The other option of killing the operators would have also been more humane.  It all comes down to the anxiety informing the movie.  Some see the movie as anti-technological.  But there is no reason to think the criticism is about ALL technology.  Rather it is about technologies of representation.  The movie is informed by a crisis of authenticity.  There are a couple of things in the movie pointing to this read: 1. the initiating event is a double murder, and one of the murdered is not an attractive young woman but instead an old guy (a la the chat room predator fear)  2. Greer at one points says, “I don’t even know who you are!”  But it is said as though it makes a difference.  3.  The constant romantic tensions between Greer and his wife is about her continued use of a surrogate and whether or not “they” are still married.  There are many other moments where this reading is clear.  So, the movie is about authenticity, which is supposedly why Greer makes the choice he does.

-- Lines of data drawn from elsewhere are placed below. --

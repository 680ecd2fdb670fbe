//! Core configuration types.
//! - Config holds runtime settings with sensible defaults.
//! - Schedules holds one cron expression per category.
//! - LogLevel represents verbosity with simple parsing helpers.

use std::fmt;
use std::net::SocketAddr;
use std::path::PathBuf;
use std::str::FromStr;

use super::{BIND_ADDR_DEFAULT, CRON_DEFAULT, PUBLISH_DIR_DEFAULT, STAGING_DIR_DEFAULT};
use crate::category::Category;

/// Verbosity accepted in config.xml and on the command line.
/// Each step maps onto one tracing level (quiet = error ... debug = trace).
#[derive(Debug, Clone, Copy, PartialEq, Eq, Default)]
pub enum LogLevel {
    Quiet,
    /// Run summaries and per-file moves.
    #[default]
    Normal,
    Info,
    Debug,
}

impl LogLevel {
    /// Case-insensitive; a few aliases are accepted.
    pub fn parse(s: &str) -> Option<Self> {
        match s.trim().to_ascii_lowercase().as_str() {
            "quiet" | "error" | "none" => Some(LogLevel::Quiet),
            "normal" => Some(LogLevel::Normal),
            "info" | "verbose" | "detailed" => Some(LogLevel::Info),
            "debug" | "trace" => Some(LogLevel::Debug),
            _ => None,
        }
    }
}

impl fmt::Display for LogLevel {
    fn fmt(&self, f: &mut fmt::Formatter<'_>) -> fmt::Result {
        let s = match self {
            LogLevel::Quiet => "quiet",
            LogLevel::Normal => "normal",
            LogLevel::Info => "info",
            LogLevel::Debug => "debug",
        };
        f.write_str(s)
    }
}

impl FromStr for LogLevel {
    type Err = String;
    fn from_str(s: &str) -> Result<Self, Self::Err> {
        Self::parse(s).ok_or_else(|| format!("invalid log level: '{s}'"))
    }
}

/// Cron expression per category. An empty expression or `off` disables
/// scheduling for that category; the on-demand trigger still works.
#[derive(Debug, Clone, PartialEq, Eq)]
pub struct Schedules {
    pub redemption: String,
    pub outpay: String,
    pub own_and_ben: String,
}

impl Default for Schedules {
    fn default() -> Self {
        Self {
            redemption: CRON_DEFAULT.to_string(),
            outpay: CRON_DEFAULT.to_string(),
            own_and_ben: CRON_DEFAULT.to_string(),
        }
    }
}

impl Schedules {
    pub fn get(&self, category: Category) -> &str {
        match category {
            Category::Redemption => &self.redemption,
            Category::Outpay => &self.outpay,
            Category::OwnAndBen => &self.own_and_ben,
        }
    }

    pub fn set(&mut self, category: Category, expr: impl Into<String>) {
        let slot = match category {
            Category::Redemption => &mut self.redemption,
            Category::Outpay => &mut self.outpay,
            Category::OwnAndBen => &mut self.own_and_ben,
        };
        *slot = expr.into();
    }

    /// Categories with a non-empty expression, paired with it.
    pub fn enabled(&self) -> impl Iterator<Item = (Category, &str)> + '_ {
        Category::ALL
            .into_iter()
            .map(|c| (c, self.get(c).trim()))
            .filter(|(_, expr)| !expr.is_empty() && !expr.eq_ignore_ascii_case("off"))
    }
}

/// Runtime configuration for the service.
#[derive(Debug, Clone)]
pub struct Config {
    /// Landing zone where export files appear
    pub staging_dir: PathBuf,
    /// Released files end up here
    pub publish_dir: PathBuf,
    pub schedules: Schedules,
    /// HTTP listen address for the on-demand trigger
    pub bind_addr: SocketAddr,
    /// Console verbosity
    pub log_level: LogLevel,
    /// Optional path to a log file
    pub log_file: Option<PathBuf>,
    /// Emit JSON log lines instead of compact text
    pub json_logs: bool,
}

impl Default for Config {
    fn default() -> Self {
        Self {
            staging_dir: PathBuf::from(STAGING_DIR_DEFAULT),
            publish_dir: PathBuf::from(PUBLISH_DIR_DEFAULT),
            schedules: Schedules::default(),
            bind_addr: SocketAddr::from(([127, 0, 0, 1], 8080)),
            log_level: LogLevel::Normal,
            log_file: None,
            json_logs: false,
        }
    }
}

impl Config {
    /// Construct a Config with explicit directories; other fields use defaults.
    pub fn new(staging_dir: impl Into<PathBuf>, publish_dir: impl Into<PathBuf>) -> Self {
        Self {
            staging_dir: staging_dir.into(),
            publish_dir: publish_dir.into(),
            ..Default::default()
        }
    }
}
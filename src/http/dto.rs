//! Response payloads.

use serde::{Deserialize, Serialize};

use crate::category::Category;
use crate::errors::ExportError;
use crate::model::OperationResult;

/// Category tag used when the request named no known category.
pub const UNKNOWN_CATEGORY: &str = "UNKNOWN";
/// `fileName` used for faults that are not tied to one file.
pub const SYSTEM_FILE_NAME: &str = "system";

#[derive(Debug, Clone, PartialEq, Eq, Serialize, Deserialize)]
#[serde(rename_all = "camelCase")]
pub struct ErrorDetail {
    pub file_name: String,
    pub error_message: String,
}

/// Body returned by every export request, success or not.
#[derive(Debug, Clone, PartialEq, Eq, Serialize, Deserialize)]
#[serde(rename_all = "camelCase")]
pub struct ExportResponse {
    pub category: String,
    pub files_processed: usize,
    pub successful_files: Vec<String>,
    pub errors: Vec<ErrorDetail>,
}

impl ExportResponse {
    /// `filesProcessed` counts moved files only; failures are listed in `errors`.
    pub fn from_result(category: Category, result: OperationResult) -> Self {
        let files_processed = result.success_count();
        let (successful_files, failures) = result.into_parts();
        Self {
            category: category.name().to_string(),
            files_processed,
            successful_files,
            errors: failures
                .into_iter()
                .map(|f| ErrorDetail {
                    file_name: f.file_name,
                    error_message: f.error_message,
                })
                .collect(),
        }
    }

    /// Failure payload for an aborted run. Filesystem faults keep their own
    /// message; anything else is reported as unexpected.
    pub fn from_export_error(category: Category, err: &ExportError) -> Self {
        let message = match err {
            ExportError::FileSystem(e) => e.to_string(),
            ExportError::Task(e) => format!("An unexpected error occurred: {e}"),
        };
        Self::system_failure(category.name(), message)
    }

    /// Payload for a run that aborted before any per-file work was reported.
    pub fn system_failure(category: impl Into<String>, message: impl Into<String>) -> Self {
        Self {
            category: category.into(),
            files_processed: 0,
            successful_files: Vec::new(),
            errors: vec![ErrorDetail {
                file_name: SYSTEM_FILE_NAME.to_string(),
                error_message: message.into(),
            }],
        }
    }
}
//! Application orchestrator.
//! Loads and merges config, initializes logging, validates, then either runs a
//! single export (`--once`) or serves the HTTP trigger alongside the cron jobs.

use anyhow::{Context, Result, bail};
use std::sync::Arc;
use tokio::net::TcpListener;
use tracing::{debug, info};

use export_mover::cli::Args;
use export_mover::http::{self, ExportResponse};
use export_mover::output as out;
use export_mover::{
    CONFIG_ENV, Category, Config, ExportService, OperationContext, Scheduler, create_template_config,
    default_config_path, load_config,
};

use crate::logging::init_tracing;

pub async fn run(args: Args) -> Result<()> {
    if args.print_config {
        return print_config_location(&args);
    }
    if args.init_config {
        return init_config(&args);
    }

    let mut cfg = load_config(args.config.as_deref())?;
    args.apply_overrides(&mut cfg);

    let _guard = init_tracing(cfg.log_level, cfg.log_file.as_deref(), cfg.json_logs).inspect_err(|e| {
        out::print_error(&format!("Failed to initialize logging: {e:#}"));
    })?;
    debug!(?args, "starting {}", env!("CARGO_PKG_NAME"));

    cfg.validate()?;
    let service = Arc::new(ExportService::from_config(&cfg));

    match args.once {
        Some(category) => run_once(&service, category).await,
        None => serve(service, &cfg, !args.no_schedule).await,
    }
}

fn config_target(args: &Args) -> Result<std::path::PathBuf> {
    match &args.config {
        Some(p) => Ok(p.clone()),
        None => default_config_path().context("could not determine a default config path"),
    }
}

fn print_config_location(args: &Args) -> Result<()> {
    let path = config_target(args)?;
    let source = if args.config.is_some() {
        "--config"
    } else if std::env::var_os(CONFIG_ENV).is_some() {
        CONFIG_ENV
    } else {
        "default location"
    };
    out::print_info(&format!("Config file ({source}):\n  {}", path.display()));
    if path.exists() {
        out::print_info("A config file exists at that location.");
    } else {
        out::print_info("No config file there yet; built-in defaults apply. Use --init-config to write a template.");
    }
    Ok(())
}

fn init_config(args: &Args) -> Result<()> {
    let path = config_target(args)?;
    create_template_config(&path)?;
    out::print_success(&format!("Template config written to: {}", path.display()));
    out::print_info("Edit staging_dir, publish_dir and the schedules, then start the service.");
    Ok(())
}

/// One synchronous export; prints the payload the HTTP trigger would return.
async fn run_once(service: &Arc<ExportService>, category: Category) -> Result<()> {
    let ctx = OperationContext::new("manual_file_export").for_category(category);
    match service.export(category, &ctx).await {
        Ok(result) => {
            let failed = result.error_count();
            out::print_json(&ExportResponse::from_result(category, result))?;
            if failed > 0 {
                out::print_warn(&format!("{failed} file(s) could not be moved"));
            }
            Ok(())
        }
        Err(e) => {
            out::print_json(&ExportResponse::from_export_error(category, &e))?;
            bail!("export of {} failed: {e}", category.slug())
        }
    }
}

async fn serve(service: Arc<ExportService>, cfg: &Config, with_schedule: bool) -> Result<()> {
    let scheduler = if with_schedule {
        Some(Scheduler::start(Arc::clone(&service), &cfg.schedules).await?)
    } else {
        info!("cron jobs disabled; serving on-demand trigger only");
        None
    };

    let listener = TcpListener::bind(cfg.bind_addr)
        .await
        .with_context(|| format!("bind {}", cfg.bind_addr))?;
    let served = http::serve(listener, http::router(service), shutdown_signal()).await;

    if let Some(s) = scheduler {
        s.shutdown().await?;
    }
    info!("shut down");
    served
}

async fn shutdown_signal() {
    match tokio::signal::ctrl_c().await {
        Ok(()) => out::print_warn("Received interrupt; shutting down gracefully..."),
        // Without a signal handler the server runs until killed.
        Err(e) => {
            out::print_error(&format!("could not listen for Ctrl-C: {e}"));
            std::future::pending::<()>().await
        }
    }
}
use assert_fs::prelude::*;
use std::collections::BTreeSet;
use std::path::PathBuf;

use export_mover::{Category, FileSystemError, list_by_prefix};

fn names(paths: &[PathBuf]) -> BTreeSet<String> {
    paths
        .iter()
        .map(|p| p.file_name().unwrap().to_string_lossy().into_owned())
        .collect()
}

#[test]
fn missing_staging_dir_is_empty_for_every_category() {
    let td = assert_fs::TempDir::new().unwrap();
    let staging = td.path().join("never-created");
    for c in Category::ALL {
        assert!(list_by_prefix(&staging, c.prefix()).unwrap().is_empty(), "{c}");
    }
    assert!(!staging.exists(), "discovery must not create the staging dir");
}

#[test]
fn returns_exactly_the_prefixed_regular_files() {
    let td = assert_fs::TempDir::new().unwrap();
    let staging = td.child("tmp");
    for i in 0..5 {
        staging.child(format!("outpay_{i}.csv")).write_str("o").unwrap();
    }
    for other in ["redemption_1.csv", "xoutpay_1.csv", "OUTPAY_2.csv", "readme.txt", "own_and_ben_1.csv"] {
        staging.child(other).write_str("-").unwrap();
    }
    staging.child("outpay_subdir").create_dir_all().unwrap();
    staging.child("outpay_subdir/outpay_nested.csv").write_str("n").unwrap();

    let found = list_by_prefix(staging.path(), Category::Outpay.prefix()).unwrap();
    assert_eq!(found.len(), 5);
    let expected: BTreeSet<String> = (0..5).map(|i| format!("outpay_{i}.csv")).collect();
    assert_eq!(names(&found), expected);
    assert!(found.iter().all(|p| p.parent() == Some(staging.path())));
}

#[test]
fn categories_partition_a_mixed_staging_dir() {
    let td = assert_fs::TempDir::new().unwrap();
    for name in ["redemption_a", "redemption_b", "outpay_a", "own_and_ben_a", "own_and_ben_b", "own_and_ben_c"] {
        td.child(name).write_str(name).unwrap();
    }
    let counts: Vec<usize> = Category::ALL
        .iter()
        .map(|c| list_by_prefix(td.path(), c.prefix()).unwrap().len())
        .collect();
    assert_eq!(counts, [2, 1, 3]);
}

#[test]
fn staging_path_that_is_a_file_is_a_fault() {
    let td = assert_fs::TempDir::new().unwrap();
    let file = td.child("tmp");
    file.write_str("not a dir").unwrap();
    let err = list_by_prefix(file.path(), "redemption_").unwrap_err();
    assert!(matches!(err, FileSystemError::StagingNotDirectory { .. }), "{err}");
    assert!(err.to_string().contains("redemption_"));
}
//! Export runs shared by the on-demand and scheduled triggers.
//!
//! The discovery → relocation chain is synchronous; async callers go through
//! `export`/`export_scheduled`, which hop onto the blocking pool and hold the
//! category's lock for the duration of the run. Two runs of the same category
//! never overlap inside one process; different categories run in parallel.

use std::path::{Path, PathBuf};
use std::sync::Arc;
use tokio::sync::Mutex;
use tracing::{Instrument, Span, debug, info};

use crate::category::Category;
use crate::config::Config;
use crate::context::OperationContext;
use crate::errors::{ExportError, FileSystemError};
use crate::fs_ops::{list_by_prefix, move_all};
use crate::model::OperationResult;

/// Outcome of a scheduled firing.
#[derive(Debug, Clone, PartialEq, Eq)]
pub enum ScheduledRun {
    /// Another run of the same category still held the lock.
    Busy,
    /// Discovery found nothing; the publish directory was left alone.
    NothingStaged,
    Relocated(OperationResult),
}

#[derive(Debug)]
pub struct ExportService {
    staging_dir: PathBuf,
    publish_dir: PathBuf,
    locks: [Arc<Mutex<()>>; Category::COUNT],
}

impl ExportService {
    pub fn new(staging_dir: impl Into<PathBuf>, publish_dir: impl Into<PathBuf>) -> Self {
        Self {
            staging_dir: staging_dir.into(),
            publish_dir: publish_dir.into(),
            locks: std::array::from_fn(|_| Arc::new(Mutex::new(()))),
        }
    }

    pub fn from_config(cfg: &Config) -> Self {
        Self::new(&cfg.staging_dir, &cfg.publish_dir)
    }

    pub fn staging_dir(&self) -> &Path {
        &self.staging_dir
    }

    pub fn publish_dir(&self) -> &Path {
        &self.publish_dir
    }

    fn lock_for(&self, category: Category) -> &Arc<Mutex<()>> {
        &self.locks[category as usize]
    }

    /// Staged files for `category`.
    pub fn discover(&self, category: Category) -> Result<Vec<PathBuf>, FileSystemError> {
        list_by_prefix(&self.staging_dir, category.prefix())
    }

    /// Move `files` into the publish directory.
    pub fn relocate(&self, files: &[PathBuf]) -> Result<OperationResult, FileSystemError> {
        move_all(files, &self.publish_dir)
    }

    /// Discovery then relocation on the current thread. Takes no lock.
    pub fn run_blocking(&self, category: Category) -> Result<OperationResult, FileSystemError> {
        let files = self.discover(category)?;
        self.relocate(&files)
    }

    /// On-demand run: waits for the category to be free, then always relocates
    /// (an empty discovery still guarantees the publish directory exists).
    pub async fn export(
        self: &Arc<Self>,
        category: Category,
        ctx: &OperationContext,
    ) -> Result<OperationResult, ExportError> {
        self.export_locked(category).instrument(ctx.span()).await
    }

    /// Scheduled run: skips when the category is busy and does not touch the
    /// publish directory when nothing is staged.
    pub async fn export_scheduled(
        self: &Arc<Self>,
        category: Category,
        ctx: &OperationContext,
    ) -> Result<ScheduledRun, ExportError> {
        self.export_if_idle(category).instrument(ctx.span()).await
    }

    async fn export_locked(self: &Arc<Self>, category: Category) -> Result<OperationResult, ExportError> {
        let guard = Arc::clone(self.lock_for(category)).lock_owned().await;
        info!("export started");
        let svc = Arc::clone(self);
        let span = Span::current();
        // The guard travels with the blocking work: dropping this future
        // must not free the category while files are still moving.
        let result = tokio::task::spawn_blocking(move || {
            let _guard = guard;
            span.in_scope(|| svc.run_blocking(category))
        })
        .await??;
        info!(
            successful = result.success_count(),
            errors = result.error_count(),
            "export completed"
        );
        Ok(result)
    }

    /// Span-less body of `export_scheduled`; the caller supplies the span.
    pub(crate) async fn export_if_idle(self: &Arc<Self>, category: Category) -> Result<ScheduledRun, ExportError> {
        let Ok(guard) = Arc::clone(self.lock_for(category)).try_lock_owned() else {
            debug!("previous run still in progress; skipping");
            return Ok(ScheduledRun::Busy);
        };
        let svc = Arc::clone(self);
        let span = Span::current();
        let run = tokio::task::spawn_blocking(move || {
            let _guard = guard;
            span.in_scope(|| -> Result<ScheduledRun, FileSystemError> {
                let files = svc.discover(category)?;
                if files.is_empty() {
                    return Ok(ScheduledRun::NothingStaged);
                }
                svc.relocate(&files).map(ScheduledRun::Relocated)
            })
        })
        .await??;
        Ok(run)
    }
}

#[cfg(test)]
mod tests {
    use super::*;
    use assert_fs::prelude::*;

    fn service(td: &assert_fs::TempDir) -> Arc<ExportService> {
        Arc::new(ExportService::new(td.path().join("tmp"), td.path().join("export")))
    }

    #[tokio::test]
    async fn export_moves_only_the_requested_category() {
        let td = assert_fs::TempDir::new().unwrap();
        td.child("tmp/redemption_01.txt").write_str("r1").unwrap();
        td.child("tmp/redemption_02.txt").write_str("r2").unwrap();
        td.child("tmp/outpay_01.txt").write_str("o1").unwrap();
        let svc = service(&td);

        let ctx = OperationContext::new("manual_file_export").for_category(Category::Redemption);
        let result = svc.export(Category::Redemption, &ctx).await.unwrap();

        let mut moved = result.successful_files().to_vec();
        moved.sort();
        assert_eq!(moved, ["redemption_01.txt", "redemption_02.txt"]);
        assert!(td.child("export/redemption_01.txt").path().exists());
        assert!(td.child("tmp/outpay_01.txt").path().exists());
        assert!(!td.child("export/outpay_01.txt").path().exists());
    }

    #[tokio::test]
    async fn on_demand_export_with_nothing_staged_still_creates_publish_dir() {
        let td = assert_fs::TempDir::new().unwrap();
        let svc = service(&td);
        let ctx = OperationContext::new("manual_file_export");
        let result = svc.export(Category::Outpay, &ctx).await.unwrap();
        assert_eq!(result.attempts(), 0);
        assert!(td.child("export").path().is_dir());
    }

    #[tokio::test]
    async fn scheduled_run_with_nothing_staged_leaves_publish_dir_alone() {
        let td = assert_fs::TempDir::new().unwrap();
        td.child("tmp").create_dir_all().unwrap();
        let svc = service(&td);
        let ctx = OperationContext::new("EXPORT_OUTPAY");
        let run = svc.export_scheduled(Category::Outpay, &ctx).await.unwrap();
        assert_eq!(run, ScheduledRun::NothingStaged);
        assert!(!td.child("export").path().exists());
    }

    #[tokio::test]
    async fn scheduled_run_skips_when_category_is_busy() {
        let td = assert_fs::TempDir::new().unwrap();
        td.child("tmp/outpay_01.txt").touch().unwrap();
        let svc = service(&td);

        let held = svc.lock_for(Category::Outpay).lock().await;
        let ctx = OperationContext::new("EXPORT_OUTPAY");
        let run = svc.export_scheduled(Category::Outpay, &ctx).await.unwrap();
        assert_eq!(run, ScheduledRun::Busy);
        assert!(td.child("tmp/outpay_01.txt").path().exists());

        // Other categories are not blocked.
        let other = svc
            .export_scheduled(Category::Redemption, &OperationContext::new("EXPORT_REDEMPTION"))
            .await
            .unwrap();
        assert_eq!(other, ScheduledRun::NothingStaged);
        drop(held);
    }

    #[tokio::test(flavor = "multi_thread", worker_threads = 2)]
    async fn cancelled_export_keeps_category_locked_until_files_are_moved() {
        let td = assert_fs::TempDir::new().unwrap();
        let total = 2000;
        for i in 0..total {
            td.child(format!("tmp/outpay_{i:05}.txt")).touch().unwrap();
        }
        let svc = service(&td);

        let running = {
            let svc = Arc::clone(&svc);
            tokio::spawn(async move {
                svc.export(Category::Outpay, &OperationContext::new("manual_file_export"))
                    .await
            })
        };
        // Wait until the on-demand run owns the category, then cancel it
        // the way a dropped HTTP connection would.
        while svc.lock_for(Category::Outpay).try_lock().is_ok() && !running.is_finished() {
            tokio::task::yield_now().await;
        }
        running.abort();
        let _ = running.await;

        // The cancelled run still holds the category until its files are
        // moved, so the scheduled run never overlaps it.
        let ctx = OperationContext::new("EXPORT_OUTPAY");
        let outcome = loop {
            match svc.export_scheduled(Category::Outpay, &ctx).await.unwrap() {
                ScheduledRun::Busy => tokio::time::sleep(std::time::Duration::from_millis(5)).await,
                other => break other,
            }
        };
        assert_eq!(outcome, ScheduledRun::NothingStaged);
        assert_eq!(std::fs::read_dir(td.child("export").path()).unwrap().count(), total);
    }

    #[tokio::test]
    async fn staging_path_that_is_a_file_surfaces_as_export_error() {
        let td = assert_fs::TempDir::new().unwrap();
        td.child("tmp").touch().unwrap();
        let svc = service(&td);
        let err = svc
            .export(Category::Outpay, &OperationContext::new("manual_file_export"))
            .await
            .unwrap_err();
        assert!(matches!(
            err,
            ExportError::FileSystem(FileSystemError::StagingNotDirectory { .. })
        ));
    }
}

Won’t everyone be sad to realize that being face to face with someone does not restore authenticity?  Authenticity is not about identity, which is the conflation made in the film.  This movie is a perfect demonstration of Badiou’s criticism of authenticity:

Any attempt to achieve the real as identified authenticity, to bypass the inevitably tendential mediation of representation… will result in infinite violence…  Since any such attempt ‘a formal criterion is lacking to distinguish the real from semblance,’ there is no way for militants to confirm authenticity of commitment – neither that of colleagues and leaders nor their own.  All that can ensue is constant suspicion and purge.  Stalin’s regime is emblematic. (Jenkins 2008)

Greer has not saved anyone from violence.  He has merely delayed it and cast their lives in the interim into an uncomfortable and potentially horrifying place.  The technology still exists and can be rebuilt, so there will always be doubt about whom a person is.  The more humane – humane as “more than human”, a humanity-surpassing move (H+) – move might have been to wipe it all clean and let the anti-Surrogates rebuild.

Hampton, Howard.  (1992) in Howard Hampton, ed.  (2007).  Born in flames (75-80).  Cambridge: Harvard University Press.

Jenkins, Joseph.  (2008, April).  Symposium law and event: Violence in Badiou’s recent work.  Cardozo Law Review, 29, online.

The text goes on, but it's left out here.